ENTRIES TAGGED "APIs"
New Copyright Laws Proposed, GMail APIs, Internet Book Roundup, and Chrome Farm
- White House Will Propose New Digital Copyright Laws (CNet) — If the Internet were truly empowering citizenry and bringing us this new dawn of digital democracy, the people who run it would be able to stop the oppressive grind of the pro-copyright machinery. There’s no detail about what the proposed law would include, except that it will be based on a white paper of “legislative proposals to improve intellectual property enforcement,” and it’s expected to encompass online piracy. I predict a jump in the online trading of those “You can keep the change” posters that were formerly the exclusive domain of the Tea Party, and the eventual passage of bad law. As the article says, digital copyright tends not to be a particularly partisan topic..
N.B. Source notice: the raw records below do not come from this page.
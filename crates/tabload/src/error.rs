//! Error taxonomy for a load run
//!
//! `ConfigError` and `StorageError` are fatal for a run. `FetchError`,
//! `ParseError` and `LoadError` belong to a single file and never cross the
//! per-file boundary: the orchestrator wraps them in [`FileError`] and
//! records them in the run result.

use std::path::PathBuf;
use thiserror::Error;

/// Malformed configuration, raised before any I/O
#[derive(Error, Debug)]
pub enum ConfigError {
    #[error("Invalid storage location '{location}': {reason}")]
    InvalidLocation { location: String, reason: &'static str },

    #[error("Missing required setting: {0}")]
    Missing(&'static str),

    #[error("Invalid value for {setting}: {reason}")]
    Invalid { setting: &'static str, reason: String },

    #[error("Failed to read configuration: {0}")]
    Source(#[from] ::config::ConfigError),
}

/// Listing failure
#[derive(Error, Debug)]
pub enum StorageError {
    #[error("Failed to list s3://{bucket}/{prefix}: {message}")]
    List {
        bucket: String,
        prefix: String,
        message: String,
    },
}

/// Retrieval failure for one object
#[derive(Error, Debug)]
pub enum FetchError {
    #[error("Object not found: {key}")]
    NotFound { key: String },

    #[error("Access denied to object: {key}")]
    AccessDenied { key: String },

    #[error("Transfer of {key} failed: {message}")]
    Transfer { key: String, message: String },

    #[error("Failed to write {}: {source}", path.display())]
    LocalWrite {
        path: PathBuf,
        #[source]
        source: std::io::Error,
    },

    #[error("Object key '{key}' has no file name")]
    NoFileName { key: String },
}

/// Malformed or unreadable tabular content
#[derive(Error, Debug)]
pub enum ParseError {
    #[error("Failed to open {}: {source}", path.display())]
    Open {
        path: PathBuf,
        #[source]
        source: std::io::Error,
    },

    #[error("File is empty: {}", path.display())]
    Empty { path: PathBuf },

    #[error("Malformed tabular content in {}: {source}", path.display())]
    Malformed {
        path: PathBuf,
        #[source]
        source: csv::Error,
    },

    #[error("Parser task failed: {0}")]
    Task(String),
}

/// Sink write failure
#[derive(Error, Debug)]
pub enum LoadError {
    #[error("Failed to connect to sink: {0}")]
    Connect(#[source] sqlx::Error),

    #[error("Failed to replace table {table}: {source}")]
    Write {
        table: String,
        #[source]
        source: sqlx::Error,
    },

    #[error("Table {table} rejected: {reason}")]
    Rejected { table: String, reason: String },
}

/// Pipeline step a file failed in
#[derive(Debug, Clone, Copy, PartialEq, Eq, serde::Serialize, serde::Deserialize)]
#[serde(rename_all = "lowercase")]
pub enum Stage {
    Fetch,
    Parse,
    Load,
}

impl std::fmt::Display for Stage {
    fn fmt(&self, f: &mut std::fmt::Formatter<'_>) -> std::fmt::Result {
        match self {
            Stage::Fetch => f.write_str("fetch"),
            Stage::Parse => f.write_str("parse"),
            Stage::Load => f.write_str("load"),
        }
    }
}

/// Per-file failure, isolated by the orchestrator
#[derive(Error, Debug)]
pub enum FileError {
    #[error(transparent)]
    Fetch(#[from] FetchError),

    #[error(transparent)]
    Parse(#[from] ParseError),

    #[error(transparent)]
    Load(#[from] LoadError),

    #[error("Cancelled during {0}")]
    Cancelled(Stage),
}

impl FileError {
    pub fn stage(&self) -> Stage {
        match self {
            FileError::Fetch(_) => Stage::Fetch,
            FileError::Parse(_) => Stage::Parse,
            FileError::Load(_) => Stage::Load,
            FileError::Cancelled(stage) => *stage,
        }
    }
}

/// Fatal errors that end a run early
#[derive(Error, Debug)]
pub enum RunError {
    #[error(transparent)]
    Config(#[from] ConfigError),

    #[error(transparent)]
    Storage(#[from] StorageError),

    #[error("Failed to prepare staging directory {}: {source}", path.display())]
    Staging {
        path: PathBuf,
        #[source]
        source: std::io::Error,
    },
}
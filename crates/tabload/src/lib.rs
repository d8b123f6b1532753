//! tabload
#![deny(clippy::unwrap_used, clippy::expect_used)]
//!
//! Loads every delimited text file under an S3 location into MySQL, one
//! table per file, replacing any previous table of the same name.
//!
//! # Overview
//!
//! - **Storage**: [`storage::ObjectStore`] lists and stages objects; [`storage::S3Store`] is the S3 client
//! - **Loader**: [`loader::TabularLoader`] parses staged files into typed [`loader::TableBatch`]es
//! - **Sink**: [`loader::TableSink`] replaces tables; [`loader::MySqlSink`] writes through `sqlx`
//! - **Pipeline**: [`pipeline::Pipeline`] drives fetch → parse → load per file and isolates failures
//!
//! # Example
//!
//! ```no_run
//! use std::sync::Arc;
//! use tabload::{Config, MySqlSink, Pipeline, S3Store};
//! use tokio_util::sync::CancellationToken;
//!
//! # async fn example() -> anyhow::Result<()> {
//! let config = Config::load(None)?;
//! let store = Arc::new(S3Store::new(&config.storage).await);
//! let sink = Arc::new(MySqlSink::connect_lazy(&config.sink));
//!
//! let pipeline = Pipeline::new(config.pipeline_options()?, config.loader()?, store, sink);
//! let result = pipeline.run(CancellationToken::new()).await?;
//! println!("{}", result.summary());
//! # Ok(())
//! # }
//! ```

pub mod config;
pub mod error;
pub mod loader;
pub mod pipeline;
pub mod storage;

pub use config::{Config, SinkConfig};
pub use error::{ConfigError, FetchError, FileError, LoadError, ParseError, RunError, Stage, StorageError};
pub use loader::{derive_table_name, MySqlSink, TableBatch, TableSink, TabularLoader};
pub use pipeline::{Pipeline, PipelineOptions, RunResult, RunStatus};
pub use storage::{ObjectRef, ObjectStore, S3Store, StagedFile, StorageLocation};
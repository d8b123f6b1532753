//! Logging configuration and initialization
//!
//! Every binary in the workspace sets up `tracing` through [`init_logging`].
//! Supported:
//!
//! - console (stderr), daily-rotated file, or both
//! - text or JSON formatting
//! - extra `EnvFilter` directives (e.g. `sqlx=warn,aws_config=info`)
//! - `LOG_*` environment overrides on top of a programmatic base
//!
//! Console output goes to stderr so stdout stays free for machine-readable
//! run reports.
//!
//! # Example
//!
//! ```no_run
//! use tabload_common::logging::{init_logging, LogConfig};
//!
//! # fn main() -> tabload_common::Result<()> {
//! let config = LogConfig::builder()
//!     .log_file_prefix("tabload")
//!     .build()
//!     .merge_env()?;
//! let _guard = init_logging(&config)?;
//! # Ok(())
//! # }
//! ```

use serde::{Deserialize, Serialize};
use std::path::PathBuf;
use tracing::Level;
use tracing_appender::non_blocking::WorkerGuard;
use tracing_subscriber::{
    fmt::{self, format::FmtSpan, MakeWriter},
    layer::SubscriberExt,
    util::SubscriberInitExt,
    EnvFilter, Layer, Registry,
};

use crate::error::{Result, TabloadError};

type BoxedLayer = Box<dyn Layer<Registry> + Send + Sync + 'static>;

/// Log level for filtering messages
#[derive(Debug, Clone, Copy, PartialEq, Eq, Serialize, Deserialize, Default)]
#[serde(rename_all = "lowercase")]
pub enum LogLevel {
    Trace,
    Debug,
    #[default]
    Info,
    Warn,
    Error,
}

impl LogLevel {
    pub fn to_tracing_level(self) -> Level {
        match self {
            LogLevel::Trace => Level::TRACE,
            LogLevel::Debug => Level::DEBUG,
            LogLevel::Info => Level::INFO,
            LogLevel::Warn => Level::WARN,
            LogLevel::Error => Level::ERROR,
        }
    }
}

impl std::str::FromStr for LogLevel {
    type Err = TabloadError;

    fn from_str(s: &str) -> std::result::Result<Self, Self::Err> {
        match s.to_lowercase().as_str() {
            "trace" => Ok(LogLevel::Trace),
            "debug" => Ok(LogLevel::Debug),
            "info" => Ok(LogLevel::Info),
            "warn" | "warning" => Ok(LogLevel::Warn),
            "error" => Ok(LogLevel::Error),
            _ => Err(TabloadError::invalid_setting("log level", s)),
        }
    }
}

impl std::fmt::Display for LogLevel {
    fn fmt(&self, f: &mut std::fmt::Formatter<'_>) -> std::fmt::Result {
        let name = match self {
            LogLevel::Trace => "trace",
            LogLevel::Debug => "debug",
            LogLevel::Info => "info",
            LogLevel::Warn => "warn",
            LogLevel::Error => "error",
        };
        f.write_str(name)
    }
}

/// Where log lines are written
#[derive(Debug, Clone, Copy, PartialEq, Eq, Serialize, Deserialize, Default)]
#[serde(rename_all = "lowercase")]
pub enum LogOutput {
    #[default]
    Console,
    File,
    Both,
}

impl LogOutput {
    fn includes_console(self) -> bool {
        matches!(self, LogOutput::Console | LogOutput::Both)
    }

    fn includes_file(self) -> bool {
        matches!(self, LogOutput::File | LogOutput::Both)
    }
}

impl std::str::FromStr for LogOutput {
    type Err = TabloadError;

    fn from_str(s: &str) -> std::result::Result<Self, Self::Err> {
        match s.to_lowercase().as_str() {
            "console" | "stderr" => Ok(LogOutput::Console),
            "file" => Ok(LogOutput::File),
            "both" | "all" => Ok(LogOutput::Both),
            _ => Err(TabloadError::invalid_setting("log output", s)),
        }
    }
}

/// Log line format
#[derive(Debug, Clone, Copy, PartialEq, Eq, Serialize, Deserialize, Default)]
#[serde(rename_all = "lowercase")]
pub enum LogFormat {
    #[default]
    Text,
    Json,
}

impl std::str::FromStr for LogFormat {
    type Err = TabloadError;

    fn from_str(s: &str) -> std::result::Result<Self, Self::Err> {
        match s.to_lowercase().as_str() {
            "text" | "pretty" => Ok(LogFormat::Text),
            "json" => Ok(LogFormat::Json),
            _ => Err(TabloadError::invalid_setting("log format", s)),
        }
    }
}

/// Logging configuration
#[derive(Debug, Clone, Serialize, Deserialize)]
pub struct LogConfig {
    pub level: LogLevel,
    pub output: LogOutput,
    pub format: LogFormat,
    /// Directory for log files (only used when output includes file)
    pub log_dir: PathBuf,
    /// File name prefix, rotated daily ("tabload" -> "tabload.2026-10-14")
    pub log_file_prefix: String,
    /// Additional comma separated filter directives
    pub filter_directives: Option<String>,
    pub include_location: bool,
    pub include_thread_ids: bool,
    pub include_targets: bool,
}

impl Default for LogConfig {
    fn default() -> Self {
        Self {
            level: LogLevel::Info,
            output: LogOutput::Console,
            format: LogFormat::Text,
            log_dir: PathBuf::from("./logs"),
            log_file_prefix: "tabload".to_string(),
            filter_directives: None,
            include_location: false,
            include_thread_ids: false,
            include_targets: true,
        }
    }
}

impl LogConfig {
    pub fn builder() -> LogConfigBuilder {
        LogConfigBuilder::default()
    }

    /// Apply environment overrides on top of this configuration
    ///
    /// Recognised variables: `LOG_LEVEL`, `LOG_OUTPUT`, `LOG_FORMAT`,
    /// `LOG_DIR`, `LOG_FILE_PREFIX`, `LOG_FILTER`, `LOG_INCLUDE_LOCATION`,
    /// `LOG_INCLUDE_THREAD_IDS`, `LOG_INCLUDE_TARGETS`.
    pub fn merge_env(mut self) -> Result<Self> {
        if let Ok(level) = std::env::var("LOG_LEVEL") {
            self.level = level.parse()?;
        }
        if let Ok(output) = std::env::var("LOG_OUTPUT") {
            self.output = output.parse()?;
        }
        if let Ok(format) = std::env::var("LOG_FORMAT") {
            self.format = format.parse()?;
        }
        if let Ok(dir) = std::env::var("LOG_DIR") {
            self.log_dir = PathBuf::from(dir);
        }
        if let Ok(prefix) = std::env::var("LOG_FILE_PREFIX") {
            self.log_file_prefix = prefix;
        }
        if let Ok(filter) = std::env::var("LOG_FILTER") {
            self.filter_directives = Some(filter);
        }
        self.include_location = env_flag("LOG_INCLUDE_LOCATION", self.include_location);
        self.include_thread_ids = env_flag("LOG_INCLUDE_THREAD_IDS", self.include_thread_ids);
        self.include_targets = env_flag("LOG_INCLUDE_TARGETS", self.include_targets);

        Ok(self)
    }
}

fn env_flag(name: &str, current: bool) -> bool {
    std::env::var(name)
        .ok()
        .and_then(|v| v.parse().ok())
        .unwrap_or(current)
}

/// Builder for [`LogConfig`]
#[derive(Default)]
pub struct LogConfigBuilder {
    config: LogConfig,
}

impl LogConfigBuilder {
    pub fn level(mut self, level: LogLevel) -> Self {
        self.config.level = level;
        self
    }

    pub fn output(mut self, output: LogOutput) -> Self {
        self.config.output = output;
        self
    }

    pub fn format(mut self, format: LogFormat) -> Self {
        self.config.format = format;
        self
    }

    pub fn log_dir(mut self, dir: impl Into<PathBuf>) -> Self {
        self.config.log_dir = dir.into();
        self
    }

    pub fn log_file_prefix(mut self, prefix: impl Into<String>) -> Self {
        self.config.log_file_prefix = prefix.into();
        self
    }

    pub fn filter_directives(mut self, filter: impl Into<String>) -> Self {
        self.config.filter_directives = Some(filter.into());
        self
    }

    pub fn build(self) -> LogConfig {
        self.config
    }
}

/// Install the global tracing subscriber
///
/// Call once at startup. When file output is enabled the returned guard
/// flushes the background writer on drop and must be held until exit.
pub fn init_logging(config: &LogConfig) -> Result<Option<WorkerGuard>> {
    let filter = build_filter(config)?;
    let mut layers: Vec<BoxedLayer> = Vec::new();
    let mut guard = None;

    if config.output.includes_console() {
        layers.push(fmt_layer(config, std::io::stderr, true));
    }

    if config.output.includes_file() {
        std::fs::create_dir_all(&config.log_dir)?;
        let appender = tracing_appender::rolling::daily(&config.log_dir, &config.log_file_prefix);
        let (writer, worker_guard) = tracing_appender::non_blocking(appender);
        guard = Some(worker_guard);
        layers.push(fmt_layer(config, writer, false));
    }

    tracing_subscriber::registry()
        .with(layers)
        .with(filter)
        .try_init()
        .map_err(|e| TabloadError::Logging(e.to_string()))?;

    Ok(guard)
}

fn build_filter(config: &LogConfig) -> Result<EnvFilter> {
    let mut filter =
        EnvFilter::from_default_env().add_directive(config.level.to_tracing_level().into());

    if let Some(ref directives) = config.filter_directives {
        for directive in directives.split(',').map(str::trim).filter(|d| !d.is_empty()) {
            let parsed = directive
                .parse()
                .map_err(|_| TabloadError::invalid_setting("filter directive", directive))?;
            filter = filter.add_directive(parsed);
        }
    }

    Ok(filter)
}

fn fmt_layer<W>(config: &LogConfig, writer: W, ansi: bool) -> BoxedLayer
where
    W: for<'w> MakeWriter<'w> + Send + Sync + 'static,
{
    let layer = fmt::layer()
        .with_writer(writer)
        .with_ansi(ansi)
        .with_target(config.include_targets)
        .with_thread_ids(config.include_thread_ids)
        .with_file(config.include_location)
        .with_line_number(config.include_location)
        .with_span_events(FmtSpan::CLOSE);

    match config.format {
        LogFormat::Text => layer.boxed(),
        LogFormat::Json => layer.json().boxed(),
    }
}

#[cfg(test)]
#[allow(clippy::unwrap_used, clippy::expect_used)]
mod tests {
    use super::*;
    use serial_test::serial;

    #[test]
    fn test_log_level_from_str() {
        assert_eq!("trace".parse::<LogLevel>().unwrap(), LogLevel::Trace);
        assert_eq!("DEBUG".parse::<LogLevel>().unwrap(), LogLevel::Debug);
        assert_eq!("Warning".parse::<LogLevel>().unwrap(), LogLevel::Warn);
        assert!("loud".parse::<LogLevel>().is_err());
    }

    #[test]
    fn test_log_output_and_format_from_str() {
        assert_eq!("both".parse::<LogOutput>().unwrap(), LogOutput::Both);
        assert_eq!("stderr".parse::<LogOutput>().unwrap(), LogOutput::Console);
        assert_eq!("json".parse::<LogFormat>().unwrap(), LogFormat::Json);
        assert!("xml".parse::<LogFormat>().is_err());
    }

    #[test]
    fn test_builder() {
        let config = LogConfig::builder()
            .level(LogLevel::Debug)
            .output(LogOutput::File)
            .format(LogFormat::Json)
            .log_dir("/var/log/tabload")
            .log_file_prefix("run")
            .build();

        assert_eq!(config.level, LogLevel::Debug);
        assert_eq!(config.output, LogOutput::File);
        assert_eq!(config.log_dir, PathBuf::from("/var/log/tabload"));
        assert_eq!(config.log_file_prefix, "run");
    }

    #[test]
    #[serial]
    fn test_merge_env_keeps_base_when_unset() {
        std::env::remove_var("LOG_LEVEL");
        std::env::remove_var("LOG_FORMAT");
        let config = LogConfig::builder()
            .level(LogLevel::Debug)
            .build()
            .merge_env()
            .unwrap();
        assert_eq!(config.level, LogLevel::Debug);
        assert_eq!(config.format, LogFormat::Text);
    }

    #[test]
    #[serial]
    fn test_merge_env_overrides() {
        std::env::set_var("LOG_LEVEL", "error");
        std::env::set_var("LOG_FORMAT", "json");
        let config = LogConfig::default().merge_env().unwrap();
        std::env::remove_var("LOG_LEVEL");
        std::env::remove_var("LOG_FORMAT");

        assert_eq!(config.level, LogLevel::Error);
        assert_eq!(config.format, LogFormat::Json);
    }

    #[test]
    #[serial]
    fn test_include_location_from_env() {
        std::env::set_var("LOG_INCLUDE_LOCATION", "true");
        let config = LogConfig::default().merge_env().unwrap();
        std::env::remove_var("LOG_INCLUDE_LOCATION");

        assert!(config.include_location);
        assert!(!LogConfig::default().include_location);
    }

    #[test]
    fn test_bad_filter_directive_rejected() {
        let config = LogConfig::builder()
            .filter_directives("sqlx=[[[")
            .build();
        assert!(build_filter(&config).is_err());
    }
}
- Introducing Gmailr — An unofficial Javascript API for Gmail [...] there are many companies [...] building out complex APIs with similar functionality, that can all break independently if Gmail decides to significantly change their app structure (which they inevitably will). What we really need is for many people to come together and build out a robust and easy-to-use javascript API for Gmail that is shared across many extensions and applications. This is my hope for Gmailr. This is how Google Maps API began: reverse engineering and open source.
- The Information: How the Internet Gets Inside Us (New Yorker) — thoughtful roundup of books and their positions on whether the Internet’s fruits are good for us. He divides them into never better, better never (as in “we’d be better off if it had never been invented”), and ever-was (as in, “we have always been changed by our technology, so big deal”). (via Bernard Hickey on Twitter)
- New Chrome Extension Blocks Sites from Search Results — Google testing whether users successfully identify and report content farms.
API Economics, Spreadsheet Risks, New York of Things, Pair Programming Fail
- Instapaper’s API — Marco Arment wanted to prevent people building their own front-ends using the API and thus removing his (advertising) revenue source. He could offer a cripped API, but people scrape to work around that. He could tithe the apps people build on top of his API, but that’s hard work to set up and run. His solution: the API only works for paying customers.
- European Spreadsheet Risks Interest Group: Horror Stories — horrifying reading. I was surprised by how many companies build Excel into their accounting workflow.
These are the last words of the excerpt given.